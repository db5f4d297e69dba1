//! # Verifier CLI
//!
//! 命令行接口入口点。
//!
//! 提供：
//! - 配置加载与验证
//! - 运行编排与报告输出
//! - 优雅关闭处理

mod cli;
mod commands;

use anyhow::Result;
use clap::Parser;
use observability::ObservabilityConfig;
use tracing::info;

use cli::{Cli, Commands};
use commands::{run_info, run_init_config, run_init_suite, run_suite, run_validate};

#[tokio::main]
async fn main() -> Result<()> {
    // Load .env file if present
    dotenvy::dotenv().ok();

    let cli = Cli::parse();

    init_observability(&cli)?;

    info!(version = env!("CARGO_PKG_VERSION"), "Verifier starting");

    let result = match &cli.command {
        Commands::Run(args) => run_suite(args).await,
        Commands::Validate(args) => run_validate(args),
        Commands::Info(args) => run_info(args),
        Commands::InitConfig(args) => run_init_config(args),
        Commands::InitSuite(args) => run_init_suite(args),
    };

    if let Err(ref e) = result {
        tracing::error!(error = %e, "Command failed");
    }

    result
}

/// Initialize logging (and the metrics exporter for `run`)
fn init_observability(cli: &Cli) -> Result<()> {
    let default_log_level = if cli.quiet {
        "warn"
    } else {
        match cli.verbose {
            0 => "info",
            1 => "debug",
            _ => "trace",
        }
    };
    let metrics_port = match &cli.command {
        Commands::Run(args) if args.metrics_port != 0 => Some(args.metrics_port),
        _ => None,
    };

    let mut config = ObservabilityConfig {
        log_format: cli.log_format.into(),
        metrics_port,
        default_log_level: default_log_level.to_string(),
        ..Default::default()
    };
    if let Commands::Run(args) = &cli.command {
        if let Some(stem) = args.suite.file_stem() {
            config = config.with_label("suite", stem.to_string_lossy());
        }
    }
    observability::init_with_config(config)
}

■ Requirement: All lines from the one with "init_observability(&cli)?;" to the end of the material above should be copied exactly, both ends included, and nothing else.

■ Task response:
    init_observability(&cli)?;

    info!(version = env!("CARGO_PKG_VERSION"), "Verifier starting");

    let result = match &cli.command {
        Commands::Run(args) => run_suite(args).await,
        Commands::Validate(args) => run_validate(args),
        Commands::Info(args) => run_info(args),
        Commands::InitConfig(args) => run_init_config(args),
        Commands::InitSuite(args) => run_init_suite(args),
    };

    if let Err(ref e) = result {
        tracing::error!(error = %e, "Command failed");
    }

    result
}

/// Initialize logging (and the metrics exporter for `run`)
fn init_observability(cli: &Cli) -> Result<()> {
    let default_log_level = if cli.quiet {
        "warn"
    } else {
        match cli.verbose {
            0 => "info",
            1 => "debug",
            _ => "trace",
        }
    };
    let metrics_port = match &cli.command {
        Commands::Run(args) if args.metrics_port != 0 => Some(args.metrics_port),
        _ => None,
    };

    let mut config = ObservabilityConfig {
        log_format: cli.log_format.into(),
        metrics_port,
        default_log_level: default_log_level.to_string(),
        ..Default::default()
    };
    if let Commands::Run(args) = &cli.command {
        if let Some(stem) = args.suite.file_stem() {
            config = config.with_label("suite", stem.to_string_lossy());
        }
    }
    observability::init_with_config(config)
}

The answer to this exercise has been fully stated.